# [TASK INSTRUCTIONS]
Report the lines of the material that carry the string "creds".

# [RECORDS PROVIDED]
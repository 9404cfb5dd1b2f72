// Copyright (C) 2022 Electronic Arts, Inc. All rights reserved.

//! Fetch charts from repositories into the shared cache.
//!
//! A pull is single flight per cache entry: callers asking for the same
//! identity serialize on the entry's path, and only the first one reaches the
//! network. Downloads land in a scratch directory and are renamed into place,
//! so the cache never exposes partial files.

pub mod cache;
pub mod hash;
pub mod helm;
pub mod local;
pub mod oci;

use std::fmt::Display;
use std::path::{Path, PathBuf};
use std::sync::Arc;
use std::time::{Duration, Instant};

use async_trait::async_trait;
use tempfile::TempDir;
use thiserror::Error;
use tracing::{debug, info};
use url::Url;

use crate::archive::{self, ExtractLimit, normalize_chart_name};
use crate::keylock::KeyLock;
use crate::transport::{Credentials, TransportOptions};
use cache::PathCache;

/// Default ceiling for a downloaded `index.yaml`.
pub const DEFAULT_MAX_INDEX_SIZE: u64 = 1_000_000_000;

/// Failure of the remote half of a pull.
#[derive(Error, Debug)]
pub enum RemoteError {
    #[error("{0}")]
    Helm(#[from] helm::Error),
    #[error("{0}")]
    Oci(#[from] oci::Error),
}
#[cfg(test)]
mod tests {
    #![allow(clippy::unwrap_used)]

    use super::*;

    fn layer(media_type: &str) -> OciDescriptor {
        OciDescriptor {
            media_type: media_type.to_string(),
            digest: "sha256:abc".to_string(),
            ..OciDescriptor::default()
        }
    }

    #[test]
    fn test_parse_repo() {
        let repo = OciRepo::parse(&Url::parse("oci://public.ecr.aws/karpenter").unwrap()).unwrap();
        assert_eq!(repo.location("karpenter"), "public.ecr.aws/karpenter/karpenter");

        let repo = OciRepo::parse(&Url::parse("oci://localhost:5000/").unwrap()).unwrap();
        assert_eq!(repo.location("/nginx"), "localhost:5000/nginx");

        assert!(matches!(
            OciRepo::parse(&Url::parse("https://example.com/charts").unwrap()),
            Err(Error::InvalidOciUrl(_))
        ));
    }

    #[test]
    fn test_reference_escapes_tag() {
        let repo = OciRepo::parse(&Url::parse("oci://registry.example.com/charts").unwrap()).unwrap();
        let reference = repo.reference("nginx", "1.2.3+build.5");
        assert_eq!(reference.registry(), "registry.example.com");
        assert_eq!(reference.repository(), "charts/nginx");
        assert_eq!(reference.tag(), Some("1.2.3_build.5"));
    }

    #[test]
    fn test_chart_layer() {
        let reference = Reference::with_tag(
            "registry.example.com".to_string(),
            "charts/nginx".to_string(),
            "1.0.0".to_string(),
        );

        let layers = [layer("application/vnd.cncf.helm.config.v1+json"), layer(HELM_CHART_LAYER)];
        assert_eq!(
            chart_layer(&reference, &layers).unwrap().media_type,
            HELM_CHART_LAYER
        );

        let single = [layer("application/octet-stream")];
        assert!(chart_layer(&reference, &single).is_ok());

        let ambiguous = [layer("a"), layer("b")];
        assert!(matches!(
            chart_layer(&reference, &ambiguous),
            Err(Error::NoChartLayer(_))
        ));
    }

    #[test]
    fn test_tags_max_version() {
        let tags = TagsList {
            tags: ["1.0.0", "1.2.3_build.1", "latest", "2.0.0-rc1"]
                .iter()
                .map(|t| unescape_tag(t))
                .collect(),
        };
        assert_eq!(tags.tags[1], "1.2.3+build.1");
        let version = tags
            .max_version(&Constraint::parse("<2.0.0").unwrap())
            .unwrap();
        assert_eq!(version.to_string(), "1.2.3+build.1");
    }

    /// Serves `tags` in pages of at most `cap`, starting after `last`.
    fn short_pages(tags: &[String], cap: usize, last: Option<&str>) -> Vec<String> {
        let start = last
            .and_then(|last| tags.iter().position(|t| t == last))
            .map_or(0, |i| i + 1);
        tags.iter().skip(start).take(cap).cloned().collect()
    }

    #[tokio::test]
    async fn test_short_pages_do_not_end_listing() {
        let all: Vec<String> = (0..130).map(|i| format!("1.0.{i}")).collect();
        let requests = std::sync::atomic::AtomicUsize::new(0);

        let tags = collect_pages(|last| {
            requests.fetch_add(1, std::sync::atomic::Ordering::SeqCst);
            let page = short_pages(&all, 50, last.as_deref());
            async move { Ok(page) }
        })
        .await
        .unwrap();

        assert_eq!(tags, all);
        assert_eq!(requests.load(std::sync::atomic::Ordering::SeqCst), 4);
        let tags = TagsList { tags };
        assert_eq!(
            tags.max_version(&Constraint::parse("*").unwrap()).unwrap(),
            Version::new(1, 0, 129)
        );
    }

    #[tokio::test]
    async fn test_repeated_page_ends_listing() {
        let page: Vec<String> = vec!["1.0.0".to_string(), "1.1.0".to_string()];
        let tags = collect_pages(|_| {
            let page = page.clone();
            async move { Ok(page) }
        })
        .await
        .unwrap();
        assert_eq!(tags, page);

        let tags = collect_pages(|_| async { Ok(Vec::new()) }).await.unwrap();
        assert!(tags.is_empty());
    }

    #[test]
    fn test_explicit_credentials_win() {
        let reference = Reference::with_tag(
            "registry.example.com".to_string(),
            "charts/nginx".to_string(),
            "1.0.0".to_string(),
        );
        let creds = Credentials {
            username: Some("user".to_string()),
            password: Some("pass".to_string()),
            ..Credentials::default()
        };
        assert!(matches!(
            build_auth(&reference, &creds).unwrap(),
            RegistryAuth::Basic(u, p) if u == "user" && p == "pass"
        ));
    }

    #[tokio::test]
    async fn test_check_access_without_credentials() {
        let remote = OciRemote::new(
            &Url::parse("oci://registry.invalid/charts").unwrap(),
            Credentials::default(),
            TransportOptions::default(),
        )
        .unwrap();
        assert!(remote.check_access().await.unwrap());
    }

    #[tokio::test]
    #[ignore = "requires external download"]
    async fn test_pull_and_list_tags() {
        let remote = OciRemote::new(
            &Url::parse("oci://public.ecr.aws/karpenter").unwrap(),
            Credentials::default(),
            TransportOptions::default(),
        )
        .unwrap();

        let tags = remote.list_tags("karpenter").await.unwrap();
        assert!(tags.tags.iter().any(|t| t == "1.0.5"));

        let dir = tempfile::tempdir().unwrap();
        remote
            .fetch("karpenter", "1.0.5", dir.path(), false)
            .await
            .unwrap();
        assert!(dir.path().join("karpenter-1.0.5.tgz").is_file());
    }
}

# [FINISHED TASK]
        let creds = Credentials {
            build_auth(&reference, &creds).unwrap(),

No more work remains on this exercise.